What is the purpose of creating more verbose aliases for existing access levels? I can't think of one, which means that these are redundant.

And if we remove them as redundant, the remaining access control levels look like:

	scoped
	private
	scoped(TypeName)
	internal
	scoped(SomeModule)
	scoped(module)
	scoped(extension)
	public
	open

There's just no logic to the use of the `scoped` keyword here—it doesn't really mean anything other than "we didn't want to assign a keyword to this access level".

***

I think we need to go back to first principles here. The reason to introduce a new access level is that we believe that a submodule is a large enough unit of code that it will simultaneously need to encapsulate some of its implementation details from other submodules, *and* have some of its own implementation details encapsulated from the rest of the submodule. Thus, we need at least three access levels within a submodule: one that exposes an API to other submodules, one that exposes an API throughout a submodule, and one that exposes it to only part of a submodule.

What we do *not* need is a way to allow access only from certain other named submodules. The goal is to separate external and internal interfaces, not to micromanage who can access what.

Basically, that means we need one of two things. Keeping all existing keywords the same—i.e., not removing either `private` or `fileprivate`— and using `semi-` as a placeholder, we want to either have:

	private: surrounding scope
	fileprivate: surrounding file
	semi-internal: surrounding submodule
	internal: surrounding module
	public: all modules (no subclassing)
	open: all modules (with subclassing)

Or:

	private: surrounding scope
	fileprivate: surrounding file
	internal: surrounding submodule
	semi-public: surrounding module
	public: all modules (no subclassing)
	open: all modules (with subclassing)

The difference between the two is that, with `semi-internal` below `internal`, submodule APIs are exposed by default to other submodules; with `semi-public` above `internal`, submodule APIs are encapsulated by default from other submodules.

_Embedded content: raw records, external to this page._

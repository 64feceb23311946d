//! # StreamClient: connection and topology lifecycle.
//!
//! [`StreamClient`] owns one stream-protocol environment, the stream provisioner with its
//! consumers, and the exchange/binding descriptors. Every mutating operation takes
//! `&mut self`; the only concurrent actors are the broker's delivery tasks, the consumer
//! close observers and (optionally) a [`ClientSupervisor`](crate::ClientSupervisor).
//!
//! ## Connect
//! ```text
//! connect()
//!   ├─► validate config
//!   ├─► release a previous environment (close if still open)
//!   ├─► StreamProtocol::open(environment_options)
//!   └─► plan: stream ─► exchange[0..n] ─► binding[0..m]      (first failure stops)
//!          each step publishes Declared / DeclareFailed
//! ```
//!
//! ## Reconnect state machine
//! ```text
//! attempt = 1
//! loop:
//!   policy.allows(attempt)?  no ─► Disconnected, ReconnectExhausted, Err(RetriesExhausted)
//!   Retrying{attempt}, ReconnectScheduled(delay)
//!   select { token.cancelled() ─► Disconnected, Err(Canceled) ; sleep(delay) }
//!   teardown + connect
//!     ok  ─► Connected, Reconnected, Ok(attempt - 1)
//!     err ─► ReconnectFailed, attempt += 1
//! ```
//!
//! ## Teardown
//! Close consumers ─► delete stream ─► close environment. The step reached is remembered,
//! so a retry resumes at the step that failed. An environment that already reports itself
//! closed (connection lost) has nothing left to release and is simply dropped.

use std::sync::Arc;

use tokio::sync::broadcast;
use tokio_util::sync::{CancellationToken, DropGuard};

use crate::broker::{
    Consumer, ConsumerClosed, ControlPlane, Environment, MessageHandler, StreamProtocol,
};
use crate::config::ClientConfig;
use crate::core::builder::StreamClientBuilder;
use crate::core::config::RuntimeConfig;
use crate::core::state::{ConnectionState, HealthReport, Link, Liveness};
use crate::error::{BrokerError, ClientError};
use crate::events::{Bus, Event, EventKind};
use crate::topology::{self, StreamProvisioner};

/// Next teardown step to run.
#[derive(Clone, Copy, Debug, PartialEq, Eq)]
enum TeardownStep {
    Consumers,
    Stream,
    Environment,
}

impl TeardownStep {
    fn as_str(self) -> &'static str {
        match self {
            TeardownStep::Consumers => "consumers",
            TeardownStep::Stream => "stream",
            TeardownStep::Environment => "environment",
        }
    }
}

/// How a [`StreamClient::consume_until`] session ended.
#[derive(Clone, Debug, PartialEq, Eq)]
pub enum SessionEnd {
    /// The token was cancelled; the session's consumer is closed.
    Canceled,
    /// The consumer was closed underneath the session.
    Closed(ConsumerClosed),
}

/// Connection lifecycle manager for one stream and its topology.
///
/// Build it with [`StreamClient::builder`].
pub struct StreamClient {
    config: ClientConfig,
    runtime: RuntimeConfig,
    control: Arc<dyn ControlPlane>,
    protocol: Arc<dyn StreamProtocol>,
    stream: StreamProvisioner,
    link: Link,
    teardown: TeardownStep,
    bus: Bus,
    _listener: Option<DropGuard>,
}

impl StreamClient {
    /// Starts building a client for `config` on top of `broker`.
    pub fn builder<B>(config: ClientConfig, broker: Arc<B>) -> StreamClientBuilder
    where
        B: ControlPlane + StreamProtocol,
    {
        StreamClientBuilder::new(config, broker)
    }

    pub(crate) fn from_parts(
        config: ClientConfig,
        runtime: RuntimeConfig,
        control: Arc<dyn ControlPlane>,
        protocol: Arc<dyn StreamProtocol>,
        bus: Bus,
        listener: Option<DropGuard>,
    ) -> Self {
        let stream = StreamProvisioner::new(config.stream.clone());
        Self {
            config,
            runtime,
            control,
            protocol,
            stream,
            link: Link::new(),
            teardown: TeardownStep::Consumers,
            bus,
            _listener: listener,
        }
    }

    pub fn config(&self) -> &ClientConfig {
        &self.config
    }

    pub fn runtime(&self) -> &RuntimeConfig {
        &self.runtime
    }

    pub fn state(&self) -> ConnectionState {
        self.link.state()
    }

    /// Whether the environment exists and reports itself open. No side effects.
    pub fn is_connected(&self) -> bool {
        self.link
            .environment()
            .is_some_and(|env| !env.is_closed())
    }

    /// Cloneable liveness view, usable while another task holds the client.
    pub fn liveness(&self) -> Liveness {
        self.link.liveness()
    }

    pub fn check_health(&self) -> HealthReport {
        HealthReport::from_connected(self.is_connected())
    }

    /// Receiver for events published from now on.
    pub fn events(&self) -> broadcast::Receiver<Event> {
        self.bus.subscribe()
    }

    pub(crate) fn bus(&self) -> &Bus {
        &self.bus
    }

    /// Consumer handles currently tracked, in creation order.
    pub fn consumers(&self) -> &[Arc<dyn Consumer>] {
        self.stream.consumers()
    }

    /// Opens a fresh environment and provisions stream, exchanges and bindings.
    ///
    /// Errors are returned as-is and never retried here. Entities declared before a
    /// failing step stay on the broker.
    pub async fn connect(&mut self) -> Result<(), ClientError> {
        self.ensure_usable()?;
        self.link.set_state(ConnectionState::Connecting);
        self.bus.publish(self.event(EventKind::Connecting));

        match self.establish().await {
            Ok(()) => {
                self.link.set_state(ConnectionState::Connected);
                self.bus.publish(self.event(EventKind::Connected));
                Ok(())
            }
            Err(err) => {
                self.link.set_state(ConnectionState::Disconnected);
                self.bus
                    .publish(self.event(EventKind::ConnectFailed).with_reason(err.to_string()));
                Err(err)
            }
        }
    }

    /// Tears down and reconnects until an iteration succeeds.
    ///
    /// Returns the number of failed iterations. With the default policy and a token that
    /// is never cancelled this only returns once connected.
    ///
    /// # Errors
    /// - [`ClientError::Canceled`] when `token` is cancelled during a backoff sleep
    /// - [`ClientError::RetriesExhausted`] when the policy's attempt limit is reached
    /// - [`ClientError::AlreadyClosed`] after [`dispose`](Self::dispose)
    pub async fn reconnect(&mut self, token: &CancellationToken) -> Result<u32, ClientError> {
        self.ensure_usable()?;
        let policy = self.runtime.reconnect;
        let mut last: Option<ClientError> = None;
        let mut attempt: u32 = 1;

        loop {
            if !policy.allows(attempt) {
                let failed = attempt - 1;
                let last = last.unwrap_or(ClientError::NotConnected);
                self.link.set_state(ConnectionState::Disconnected);
                self.bus.publish(
                    self.event(EventKind::ReconnectExhausted)
                        .with_attempt(failed)
                        .with_reason(last.to_string()),
                );
                return Err(ClientError::RetriesExhausted {
                    attempts: failed,
                    last: Box::new(last),
                });
            }

            let delay = policy.delay_before(attempt);
            self.link.set_state(ConnectionState::Retrying { attempt });
            self.bus.publish(
                self.event(EventKind::ReconnectScheduled)
                    .with_attempt(attempt)
                    .with_delay(delay),
            );

            tokio::select! {
                biased;
                _ = token.cancelled() => {
                    self.link.set_state(ConnectionState::Disconnected);
                    self.bus.publish(self.event(EventKind::ReconnectCanceled).with_attempt(attempt));
                    return Err(ClientError::Canceled);
                }
                _ = tokio::time::sleep(delay) => {}
            }

            self.bus
                .publish(self.event(EventKind::ReconnectAttempt).with_attempt(attempt));
            match self.recover().await {
                Ok(()) => {
                    self.link.set_state(ConnectionState::Connected);
                    self.bus
                        .publish(self.event(EventKind::Reconnected).with_attempt(attempt));
                    return Ok(attempt - 1);
                }
                Err(err) => {
                    self.bus.publish(
                        self.event(EventKind::ReconnectFailed)
                            .with_attempt(attempt)
                            .with_reason(err.to_string()),
                    );
                    last = Some(err);
                }
            }
            attempt = attempt.saturating_add(1);
        }
    }

    /// Attaches a new consumer to the stream, starting at the first retained message.
    ///
    /// Returns as soon as the broker accepts it; `handler` runs on the broker's delivery
    /// task for every message.
    pub async fn consume(
        &mut self,
        handler: MessageHandler,
    ) -> Result<Arc<dyn Consumer>, ClientError> {
        self.ensure_usable()?;
        let env = self
            .link
            .environment()
            .filter(|env| !env.is_closed())
            .ok_or(ClientError::NotConnected)?;
        Ok(self.stream.consume(env.as_ref(), handler, &self.bus).await?)
    }

    /// Runs one consumption session: attaches a consumer and waits for `token` or for the
    /// consumer's close, whichever comes first.
    ///
    /// On cancellation only the session's own consumer is closed. When the broker closes
    /// it (connection lost) the session returns [`SessionEnd::Closed`] so the caller can
    /// release the client, let recovery run and start a new session.
    pub async fn consume_until(
        &mut self,
        handler: MessageHandler,
        token: &CancellationToken,
    ) -> Result<SessionEnd, ClientError> {
        let consumer = self.consume(handler).await?;
        tokio::select! {
            biased;
            _ = token.cancelled() => {
                self.stream.close_consumer(&consumer).await?;
                Ok(SessionEnd::Canceled)
            }
            closed = consumer.closed() => {
                self.stream.untrack(&consumer);
                Ok(SessionEnd::Closed(closed))
            }
        }
    }

    /// Closes tracked consumers in creation order; the first failure stops and is returned.
    pub async fn close_consumers(&mut self) -> Result<(), ClientError> {
        self.ensure_usable()?;
        Ok(self.stream.close_consumers().await?)
    }

    /// Full teardown; the client is unusable afterwards.
    ///
    /// A failed teardown leaves the client usable so `dispose` can be retried; it resumes
    /// at the step that failed. Disposing twice fails with [`ClientError::AlreadyClosed`].
    pub async fn dispose(&mut self) -> Result<(), ClientError> {
        self.ensure_usable()?;
        self.bus.publish(self.event(EventKind::Disposing));
        self.teardown().await?;
        self.link.set_state(ConnectionState::Disposed);
        self.bus.publish(self.event(EventKind::Disposed));
        Ok(())
    }

    /// Publishes `Disconnected` on behalf of a liveness probe.
    pub(crate) fn report_disconnected(&self) {
        self.bus.publish(self.event(EventKind::Disconnected));
    }

    fn ensure_usable(&self) -> Result<(), ClientError> {
        if self.link.state() == ConnectionState::Disposed {
            return Err(ClientError::AlreadyClosed);
        }
        Ok(())
    }

    fn event(&self, kind: EventKind) -> Event {
        Event::new(kind)
            .with_host(self.config.host.as_str())
            .with_stream(self.stream.name())
    }

    async fn recover(&mut self) -> Result<(), ClientError> {
        self.teardown().await?;
        self.establish().await
    }

    async fn establish(&mut self) -> Result<(), ClientError> {
        self.config.validate()?;
        self.release_previous().await?;

        let env = self
            .protocol
            .open(&self.config.environment_options())
            .await?;
        self.link.set_environment(Some(Arc::clone(&env)));
        self.teardown = TeardownStep::Consumers;

        self.provision(env.as_ref()).await?;
        Ok(())
    }

    /// Closes an environment left over from a previous connect.
    async fn release_previous(&mut self) -> Result<(), ClientError> {
        let Some(env) = self.link.environment() else {
            return Ok(());
        };
        if !env.is_closed() {
            env.close().await?;
        }
        self.stream.forget_consumers();
        self.link.set_environment(None);
        Ok(())
    }

    async fn provision(&self, env: &dyn Environment) -> Result<(), BrokerError> {
        let addr = self.config.control_address();
        for step in topology::plan(&self.stream, &self.config) {
            let subject = step.to_string();
            match step.apply(env, self.control.as_ref(), &addr).await {
                Ok(()) => {
                    self.bus
                        .publish(self.event(EventKind::Declared).with_subject(subject));
                }
                Err(err) => {
                    self.bus.publish(
                        self.event(EventKind::DeclareFailed)
                            .with_subject(subject)
                            .with_reason(err.to_string()),
                    );
                    return Err(err);
                }
            }
        }
        Ok(())
    }

    async fn teardown(&mut self) -> Result<(), ClientError> {
        let Some(env) = self.link.environment() else {
            self.stream.forget_consumers();
            return Ok(());
        };
        if env.is_closed() {
            self.stream.forget_consumers();
            self.link.set_environment(None);
            self.teardown = TeardownStep::Consumers;
            return Ok(());
        }

        if self.teardown == TeardownStep::Consumers {
            let closed = self.stream.close_consumers().await;
            closed.map_err(|err| self.teardown_failed(TeardownStep::Consumers, err))?;
            self.teardown = TeardownStep::Stream;
        }
        if self.teardown == TeardownStep::Stream {
            match self.stream.delete(env.as_ref()).await {
                // Never declared (connect failed early) or already gone.
                Ok(()) | Err(BrokerError::NotFound { .. }) => {}
                Err(err) => return Err(self.teardown_failed(TeardownStep::Stream, err)),
            }
            self.teardown = TeardownStep::Environment;
        }
        env.close()
            .await
            .map_err(|err| self.teardown_failed(TeardownStep::Environment, err))?;

        self.link.set_environment(None);
        self.teardown = TeardownStep::Consumers;
        Ok(())
    }

    fn teardown_failed(&self, step: TeardownStep, err: BrokerError) -> ClientError {
        self.bus.publish(
            self.event(EventKind::TeardownFailed)
                .with_subject(step.as_str())
                .with_reason(err.to_string()),
        );
        err.into()
    }
}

I think encapsulating by default is the right decision, so we want the `semi-public` design. But there's also a second reason to use that design: We can anticipate another use case for it. The library resilience design document discusses the idea of "resilience domains"—groups of libraries whose versions are always matched, and which therefore don't need to use resilient representations of each others' data structures—and the idea of having "SPIs", basically APIs that are only public to certain clients. I think these ideas could be conflated, so that a semi-public API would be available both to other submodules in the module and to other libraries in your resilience domain, and that this feature could be used to expose SPIs.

So, that leaves an important question: what the hell do you call this thing? My best suggestions are `confidential` and `privileged`; in the context of information, these are both used to describe information which *is* shared, but only within a select group. (Think, for instance, of attorney-client privilege: You can share this information with your lawyer, but not with anyone else.)

So in short, I suggest adding a single access level to the existing system:

	private
	fileprivate
	internal
	confidential/privileged
	public
	open

This is orthogonal to any other simplification of the access control system, like removing `private` or `fileprivate`.

> Appendix A: file system independence

I think we need to decide: Is a translation unit of some sort—whether it's a physical on-disk file or some simulacrum like a database record or just a separate string—something intrinsic to Swift? I think it should be; it simplifies a lot of parts of the language that would otherwise require nesting and explicit scoping.

If translation units are an implicit part of Swift, then this section is not really necessary. If translation units aren't, then we need to rethink a lot of things that are already built in.

-- 
Brent Royal-Gordon
Architechies